**DATA**
▬▬▬▬▬▬

//! Diagnostics command.

use anyhow::Result;
use colored::Colorize;
use extool_core::terminal::tmux;
use extool_core::SessionPolicy;

use super::controller;
use crate::config::Config;

pub async fn execute(config: &Config) -> Result<()> {
    println!("{}", "extool Doctor".cyan().bold());
    println!("{}", "─".repeat(50));
    println!();

    let mut issues = Vec::new();

    // Check tmux
    print!("  tmux: ");
    match which::which("tmux") {
        Ok(path) => println!("{} {}", "✓ installed".green(), path.display().to_string().dimmed()),
        Err(_) => {
            println!("{}", "✗ not found".red());
            issues.push("tmux is not installed".to_string());
        }
    }

    // Check config file
    print!("  Config file: ");
    if config.path.exists() {
        println!("{} {}", "✓ exists".green(), config.path.display());
    } else {
        println!("{}", "○ not found (using defaults)".yellow());
    }

    // Check tools
    print!("  Tools: ");
    match controller(config).tools() {
        Ok(tools) if tools.is_empty() => println!("{}", "○ none defined".yellow()),
        Ok(tools) => println!("{}", format!("✓ {} defined", tools.len()).green()),
        Err(e) => {
            println!("{}", format!("✗ {}", e).red());
            issues.push(format!("Cannot read tools: {}", e));
        }
    }

    // Check workspace detection
    print!("  Workspace root: ");
    match std::env::current_dir()
        .ok()
        .and_then(|cwd| config.find_workspace_root(&cwd))
    {
        Some(root) => println!("{} {}", "✓".green(), root.display()),
        None => println!("{}", "○ none found from current directory".yellow()),
    }

    // Check session
    print!("  Session: ");
    match config.session_policy() {
        SessionPolicy::PerDirectory => println!("{}", "○ one per directory".dimmed()),
        SessionPolicy::Shared => {
            let name = &config.terminal.session_name;
            match tmux::session_exists(name) {
                Ok(true) => println!("{} {}", "✓ running".green(), name.cyan()),
                Ok(false) => println!("{} {}", "○ not running".yellow(), name.cyan()),
                Err(_) => println!("{}", "○ unknown".yellow()),
            }
        }
    }

    // Summary
    println!();
    if issues.is_empty() {
        println!("{}", "✓ All checks passed".green().bold());
    } else {
        println!("{}", format!("✗ {} issue(s) found:", issues.len()).red().bold());
        for issue in &issues {
            println!("  • {}", issue);
        }
    }

    Ok(())
}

▬▬▬▬▬▬

**INSTRUCTIONS FOR THE TASK**
Only the lines above that include the word "installed" belong in the answer; copy each one.

**RESULT OF THE TASK**
        Ok(path) => println!("{} {}", "✓ installed".green(), path.display().to_string().dimmed()),
            issues.push("tmux is not installed".to_string());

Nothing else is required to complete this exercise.